Write out, word for word, the first line of the data below and every line after it through the one containing "to those terms.".

PROVIDED RECORDS:
_ _ _ _ _

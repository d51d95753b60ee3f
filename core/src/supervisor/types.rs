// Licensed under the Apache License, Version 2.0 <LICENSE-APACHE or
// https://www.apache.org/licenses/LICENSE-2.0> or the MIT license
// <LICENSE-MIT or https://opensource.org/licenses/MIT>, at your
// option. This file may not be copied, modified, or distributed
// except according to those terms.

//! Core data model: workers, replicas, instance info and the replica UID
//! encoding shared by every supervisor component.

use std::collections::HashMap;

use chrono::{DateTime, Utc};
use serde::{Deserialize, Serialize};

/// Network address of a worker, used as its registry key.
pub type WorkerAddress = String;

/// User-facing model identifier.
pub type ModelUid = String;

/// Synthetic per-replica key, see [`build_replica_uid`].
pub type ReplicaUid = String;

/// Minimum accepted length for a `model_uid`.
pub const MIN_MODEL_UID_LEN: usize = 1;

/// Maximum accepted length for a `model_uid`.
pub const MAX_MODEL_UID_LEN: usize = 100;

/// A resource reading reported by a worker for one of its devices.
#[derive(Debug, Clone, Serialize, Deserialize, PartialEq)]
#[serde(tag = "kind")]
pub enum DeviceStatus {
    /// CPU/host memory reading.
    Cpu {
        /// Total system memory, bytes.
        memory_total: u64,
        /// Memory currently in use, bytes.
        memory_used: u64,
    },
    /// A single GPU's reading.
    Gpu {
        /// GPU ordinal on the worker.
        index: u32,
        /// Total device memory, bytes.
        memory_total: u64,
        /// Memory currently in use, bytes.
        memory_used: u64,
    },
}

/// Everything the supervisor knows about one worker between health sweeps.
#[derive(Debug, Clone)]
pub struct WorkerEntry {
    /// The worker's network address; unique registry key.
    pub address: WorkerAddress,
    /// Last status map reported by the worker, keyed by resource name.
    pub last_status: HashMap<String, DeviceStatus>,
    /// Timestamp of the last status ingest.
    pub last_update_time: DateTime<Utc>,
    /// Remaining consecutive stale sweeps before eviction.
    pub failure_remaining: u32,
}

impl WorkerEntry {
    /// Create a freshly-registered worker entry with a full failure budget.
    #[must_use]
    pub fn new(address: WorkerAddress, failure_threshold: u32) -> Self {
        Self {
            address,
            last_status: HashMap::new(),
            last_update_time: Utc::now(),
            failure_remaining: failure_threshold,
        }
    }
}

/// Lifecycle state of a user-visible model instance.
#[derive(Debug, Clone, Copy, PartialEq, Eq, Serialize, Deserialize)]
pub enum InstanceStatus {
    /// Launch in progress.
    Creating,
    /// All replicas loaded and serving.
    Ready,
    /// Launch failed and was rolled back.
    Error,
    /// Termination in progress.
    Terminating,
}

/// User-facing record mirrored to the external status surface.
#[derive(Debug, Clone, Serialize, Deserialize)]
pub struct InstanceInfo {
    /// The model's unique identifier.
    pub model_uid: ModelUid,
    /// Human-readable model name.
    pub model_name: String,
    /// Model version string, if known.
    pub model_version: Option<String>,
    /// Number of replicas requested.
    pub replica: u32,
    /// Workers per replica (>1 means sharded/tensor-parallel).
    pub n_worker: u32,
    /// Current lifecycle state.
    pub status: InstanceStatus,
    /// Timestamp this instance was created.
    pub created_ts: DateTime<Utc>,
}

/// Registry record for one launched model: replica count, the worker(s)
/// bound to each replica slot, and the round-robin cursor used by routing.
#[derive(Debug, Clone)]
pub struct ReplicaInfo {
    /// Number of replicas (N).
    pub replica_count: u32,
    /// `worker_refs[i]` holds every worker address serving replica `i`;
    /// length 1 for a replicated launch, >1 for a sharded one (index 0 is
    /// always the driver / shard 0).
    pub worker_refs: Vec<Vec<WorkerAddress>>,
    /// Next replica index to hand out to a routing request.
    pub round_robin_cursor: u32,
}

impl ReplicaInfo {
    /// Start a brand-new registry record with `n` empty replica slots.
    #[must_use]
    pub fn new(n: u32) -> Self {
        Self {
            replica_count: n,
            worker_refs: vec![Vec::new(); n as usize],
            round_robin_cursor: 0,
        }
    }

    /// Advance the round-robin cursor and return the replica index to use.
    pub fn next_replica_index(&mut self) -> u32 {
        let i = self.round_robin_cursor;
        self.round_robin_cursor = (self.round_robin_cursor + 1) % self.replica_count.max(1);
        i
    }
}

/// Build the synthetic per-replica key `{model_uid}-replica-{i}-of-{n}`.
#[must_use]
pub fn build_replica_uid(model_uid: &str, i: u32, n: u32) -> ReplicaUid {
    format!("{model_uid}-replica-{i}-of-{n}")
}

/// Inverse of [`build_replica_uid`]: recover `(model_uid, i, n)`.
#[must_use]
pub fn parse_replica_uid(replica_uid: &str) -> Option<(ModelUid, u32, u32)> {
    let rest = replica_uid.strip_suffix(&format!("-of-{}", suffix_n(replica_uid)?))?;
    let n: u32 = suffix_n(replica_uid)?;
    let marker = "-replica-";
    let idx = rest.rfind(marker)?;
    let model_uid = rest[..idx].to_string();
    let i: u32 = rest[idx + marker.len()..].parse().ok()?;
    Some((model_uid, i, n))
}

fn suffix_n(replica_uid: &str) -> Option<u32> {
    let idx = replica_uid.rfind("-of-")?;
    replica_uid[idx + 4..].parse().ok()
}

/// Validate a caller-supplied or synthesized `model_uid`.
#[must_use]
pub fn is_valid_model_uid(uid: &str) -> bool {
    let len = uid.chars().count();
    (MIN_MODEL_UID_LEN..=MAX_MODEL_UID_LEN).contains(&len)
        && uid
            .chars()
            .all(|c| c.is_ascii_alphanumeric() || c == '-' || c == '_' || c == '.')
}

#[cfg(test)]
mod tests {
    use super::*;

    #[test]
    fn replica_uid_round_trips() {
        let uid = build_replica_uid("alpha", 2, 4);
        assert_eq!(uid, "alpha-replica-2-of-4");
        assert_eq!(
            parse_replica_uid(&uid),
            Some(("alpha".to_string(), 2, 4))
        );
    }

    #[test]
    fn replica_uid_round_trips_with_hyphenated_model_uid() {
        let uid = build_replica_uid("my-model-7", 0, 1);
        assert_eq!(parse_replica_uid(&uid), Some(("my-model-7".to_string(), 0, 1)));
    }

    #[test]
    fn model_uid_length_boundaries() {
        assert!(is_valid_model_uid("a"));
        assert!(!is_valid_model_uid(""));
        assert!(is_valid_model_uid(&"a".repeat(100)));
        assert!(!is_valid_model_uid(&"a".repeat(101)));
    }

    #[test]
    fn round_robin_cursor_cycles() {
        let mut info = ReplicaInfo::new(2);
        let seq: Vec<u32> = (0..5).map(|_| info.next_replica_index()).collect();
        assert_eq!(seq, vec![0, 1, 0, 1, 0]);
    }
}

_ _ _ _ _

TASK ANSWER:
repository d51d95753b60ee3f
filename core/src/supervisor/types.rs
// Licensed under the Apache License, Version 2.0 <LICENSE-APACHE or
// https://www.apache.org/licenses/LICENSE-2.0> or the MIT license
// <LICENSE-MIT or https://opensource.org/licenses/MIT>, at your
// option. This file may not be copied, modified, or distributed
// except according to those terms.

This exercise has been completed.